Information supplied section start

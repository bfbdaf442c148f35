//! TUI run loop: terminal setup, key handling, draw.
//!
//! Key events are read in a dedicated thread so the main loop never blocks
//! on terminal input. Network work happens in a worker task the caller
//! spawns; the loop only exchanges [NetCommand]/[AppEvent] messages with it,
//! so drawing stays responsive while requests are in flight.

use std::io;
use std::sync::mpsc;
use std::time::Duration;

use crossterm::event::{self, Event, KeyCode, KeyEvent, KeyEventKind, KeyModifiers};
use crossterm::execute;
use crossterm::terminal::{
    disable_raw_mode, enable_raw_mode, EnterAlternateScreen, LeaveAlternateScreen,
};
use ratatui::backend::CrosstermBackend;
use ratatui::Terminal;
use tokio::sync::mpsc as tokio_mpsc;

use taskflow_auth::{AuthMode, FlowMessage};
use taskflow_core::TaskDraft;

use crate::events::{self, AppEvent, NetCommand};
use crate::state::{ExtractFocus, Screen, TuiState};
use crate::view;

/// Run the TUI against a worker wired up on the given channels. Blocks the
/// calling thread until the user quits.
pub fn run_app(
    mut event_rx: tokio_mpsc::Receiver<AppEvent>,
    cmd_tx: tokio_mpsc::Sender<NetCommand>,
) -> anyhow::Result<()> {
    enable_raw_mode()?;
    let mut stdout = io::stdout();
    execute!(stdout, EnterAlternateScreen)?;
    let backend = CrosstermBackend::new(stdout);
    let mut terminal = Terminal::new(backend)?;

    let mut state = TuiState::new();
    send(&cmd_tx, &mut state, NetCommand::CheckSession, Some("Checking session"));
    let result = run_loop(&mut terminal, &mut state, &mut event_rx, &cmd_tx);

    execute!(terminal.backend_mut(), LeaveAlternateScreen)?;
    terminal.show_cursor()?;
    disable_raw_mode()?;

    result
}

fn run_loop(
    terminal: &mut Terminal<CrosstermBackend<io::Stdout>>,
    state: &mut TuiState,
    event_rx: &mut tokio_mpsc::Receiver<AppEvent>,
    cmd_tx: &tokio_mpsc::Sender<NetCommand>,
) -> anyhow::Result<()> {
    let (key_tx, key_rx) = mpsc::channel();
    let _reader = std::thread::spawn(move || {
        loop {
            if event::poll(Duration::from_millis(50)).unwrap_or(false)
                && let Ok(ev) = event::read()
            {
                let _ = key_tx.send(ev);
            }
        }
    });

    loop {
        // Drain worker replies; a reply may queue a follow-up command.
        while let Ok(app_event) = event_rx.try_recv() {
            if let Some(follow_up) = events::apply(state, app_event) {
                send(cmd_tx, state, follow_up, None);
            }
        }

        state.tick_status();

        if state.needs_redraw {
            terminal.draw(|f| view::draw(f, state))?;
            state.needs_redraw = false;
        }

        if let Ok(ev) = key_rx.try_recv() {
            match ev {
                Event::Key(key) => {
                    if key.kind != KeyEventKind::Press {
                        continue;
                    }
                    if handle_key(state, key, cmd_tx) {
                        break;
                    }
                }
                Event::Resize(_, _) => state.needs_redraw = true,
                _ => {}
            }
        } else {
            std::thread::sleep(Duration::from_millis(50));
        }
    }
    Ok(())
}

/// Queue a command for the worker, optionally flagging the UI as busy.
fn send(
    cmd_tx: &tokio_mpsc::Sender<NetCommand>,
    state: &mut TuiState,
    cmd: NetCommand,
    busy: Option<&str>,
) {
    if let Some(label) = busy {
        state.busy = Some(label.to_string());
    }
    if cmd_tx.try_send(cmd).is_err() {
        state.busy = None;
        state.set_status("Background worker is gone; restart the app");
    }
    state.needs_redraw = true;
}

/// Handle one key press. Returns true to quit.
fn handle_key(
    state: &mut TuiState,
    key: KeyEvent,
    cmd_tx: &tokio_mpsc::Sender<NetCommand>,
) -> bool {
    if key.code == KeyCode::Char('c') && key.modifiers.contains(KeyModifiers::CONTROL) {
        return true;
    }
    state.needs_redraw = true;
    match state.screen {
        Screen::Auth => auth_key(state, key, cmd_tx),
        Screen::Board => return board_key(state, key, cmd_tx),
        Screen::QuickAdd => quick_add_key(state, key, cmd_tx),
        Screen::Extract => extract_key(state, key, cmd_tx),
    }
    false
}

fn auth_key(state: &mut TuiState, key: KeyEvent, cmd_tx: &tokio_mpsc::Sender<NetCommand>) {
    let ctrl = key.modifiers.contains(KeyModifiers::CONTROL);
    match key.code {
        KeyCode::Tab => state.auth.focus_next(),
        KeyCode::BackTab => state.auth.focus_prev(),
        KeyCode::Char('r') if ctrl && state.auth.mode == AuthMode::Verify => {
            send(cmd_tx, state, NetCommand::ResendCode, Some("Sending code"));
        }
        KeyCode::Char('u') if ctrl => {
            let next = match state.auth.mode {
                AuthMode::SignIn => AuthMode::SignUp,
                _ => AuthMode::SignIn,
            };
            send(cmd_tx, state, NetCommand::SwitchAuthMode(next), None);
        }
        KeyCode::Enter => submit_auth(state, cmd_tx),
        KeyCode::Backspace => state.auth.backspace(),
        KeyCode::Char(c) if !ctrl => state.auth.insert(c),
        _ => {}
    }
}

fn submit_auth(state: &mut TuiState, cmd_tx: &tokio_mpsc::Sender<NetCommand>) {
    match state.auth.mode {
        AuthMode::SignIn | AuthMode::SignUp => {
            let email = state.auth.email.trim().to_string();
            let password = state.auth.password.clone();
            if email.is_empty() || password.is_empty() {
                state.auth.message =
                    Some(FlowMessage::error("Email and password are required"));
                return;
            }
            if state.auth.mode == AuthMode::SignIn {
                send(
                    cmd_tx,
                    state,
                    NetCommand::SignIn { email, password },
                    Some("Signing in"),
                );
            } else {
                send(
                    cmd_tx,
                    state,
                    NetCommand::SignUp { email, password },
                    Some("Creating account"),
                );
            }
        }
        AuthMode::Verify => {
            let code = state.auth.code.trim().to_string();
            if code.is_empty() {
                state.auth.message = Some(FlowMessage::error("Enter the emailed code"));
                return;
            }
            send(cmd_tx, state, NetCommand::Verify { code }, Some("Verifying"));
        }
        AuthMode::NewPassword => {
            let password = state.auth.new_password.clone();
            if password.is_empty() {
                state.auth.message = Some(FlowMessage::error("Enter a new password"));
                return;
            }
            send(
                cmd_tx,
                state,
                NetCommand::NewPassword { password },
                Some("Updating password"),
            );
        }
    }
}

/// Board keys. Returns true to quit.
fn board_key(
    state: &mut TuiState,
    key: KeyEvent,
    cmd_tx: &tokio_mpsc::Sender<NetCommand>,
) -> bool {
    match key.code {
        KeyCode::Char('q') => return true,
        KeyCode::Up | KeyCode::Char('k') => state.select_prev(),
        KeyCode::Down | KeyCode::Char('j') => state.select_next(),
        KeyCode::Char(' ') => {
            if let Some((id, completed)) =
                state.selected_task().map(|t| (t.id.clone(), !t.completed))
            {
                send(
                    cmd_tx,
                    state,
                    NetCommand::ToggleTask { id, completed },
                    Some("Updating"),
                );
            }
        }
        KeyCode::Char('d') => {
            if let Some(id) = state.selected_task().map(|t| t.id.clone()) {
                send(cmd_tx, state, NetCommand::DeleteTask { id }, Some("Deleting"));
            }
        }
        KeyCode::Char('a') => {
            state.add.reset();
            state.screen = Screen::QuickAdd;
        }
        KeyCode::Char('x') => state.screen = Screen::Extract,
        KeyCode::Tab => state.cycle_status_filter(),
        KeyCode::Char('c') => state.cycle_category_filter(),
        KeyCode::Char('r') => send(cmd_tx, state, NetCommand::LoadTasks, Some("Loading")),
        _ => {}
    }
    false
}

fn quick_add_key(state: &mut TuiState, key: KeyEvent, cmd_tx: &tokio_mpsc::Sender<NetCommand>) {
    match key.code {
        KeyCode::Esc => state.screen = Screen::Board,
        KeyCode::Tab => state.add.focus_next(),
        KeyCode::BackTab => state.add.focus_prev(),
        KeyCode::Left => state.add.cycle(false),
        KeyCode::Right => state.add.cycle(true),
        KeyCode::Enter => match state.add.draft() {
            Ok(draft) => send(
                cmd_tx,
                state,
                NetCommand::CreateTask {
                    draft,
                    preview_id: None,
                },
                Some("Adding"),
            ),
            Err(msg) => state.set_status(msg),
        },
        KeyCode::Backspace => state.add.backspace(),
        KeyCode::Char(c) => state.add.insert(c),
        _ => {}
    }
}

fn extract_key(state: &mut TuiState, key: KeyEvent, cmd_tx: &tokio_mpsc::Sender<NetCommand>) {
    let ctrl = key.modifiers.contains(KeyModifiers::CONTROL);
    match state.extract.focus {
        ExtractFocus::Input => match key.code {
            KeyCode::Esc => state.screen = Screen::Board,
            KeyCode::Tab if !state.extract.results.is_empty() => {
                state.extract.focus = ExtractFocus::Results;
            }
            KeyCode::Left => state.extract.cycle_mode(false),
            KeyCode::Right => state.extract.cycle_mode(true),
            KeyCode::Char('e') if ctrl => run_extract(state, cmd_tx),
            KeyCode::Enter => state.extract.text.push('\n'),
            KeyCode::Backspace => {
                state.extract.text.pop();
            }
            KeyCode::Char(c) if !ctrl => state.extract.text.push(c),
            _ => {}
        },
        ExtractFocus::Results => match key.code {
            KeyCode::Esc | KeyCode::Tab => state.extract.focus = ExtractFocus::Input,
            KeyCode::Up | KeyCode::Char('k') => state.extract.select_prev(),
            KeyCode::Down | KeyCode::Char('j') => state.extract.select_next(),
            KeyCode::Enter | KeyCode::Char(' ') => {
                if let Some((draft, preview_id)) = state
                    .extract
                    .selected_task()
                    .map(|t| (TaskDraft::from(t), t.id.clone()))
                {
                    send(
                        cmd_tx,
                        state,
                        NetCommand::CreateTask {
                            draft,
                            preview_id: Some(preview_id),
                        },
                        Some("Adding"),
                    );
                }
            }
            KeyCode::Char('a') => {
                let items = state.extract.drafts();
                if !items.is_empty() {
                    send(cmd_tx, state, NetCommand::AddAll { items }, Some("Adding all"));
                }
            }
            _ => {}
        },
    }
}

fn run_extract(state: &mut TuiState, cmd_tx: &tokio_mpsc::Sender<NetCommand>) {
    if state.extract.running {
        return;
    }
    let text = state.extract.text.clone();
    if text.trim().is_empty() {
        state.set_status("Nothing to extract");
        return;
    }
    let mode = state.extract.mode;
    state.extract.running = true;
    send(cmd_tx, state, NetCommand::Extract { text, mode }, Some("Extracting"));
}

Information supplied section end

Set every line down again exactly. Begin with the first line of the entries and finish with the line containing "use std::time::Duration;".

> Result
repository bfbdaf442c148f35
//! TUI run loop: terminal setup, key handling, draw.
//!
//! Key events are read in a dedicated thread so the main loop never blocks
//! on terminal input. Network work happens in a worker task the caller
//! spawns; the loop only exchanges [NetCommand]/[AppEvent] messages with it,
//! so drawing stays responsive while requests are in flight.

use std::io;
use std::sync::mpsc;
use std::time::Duration;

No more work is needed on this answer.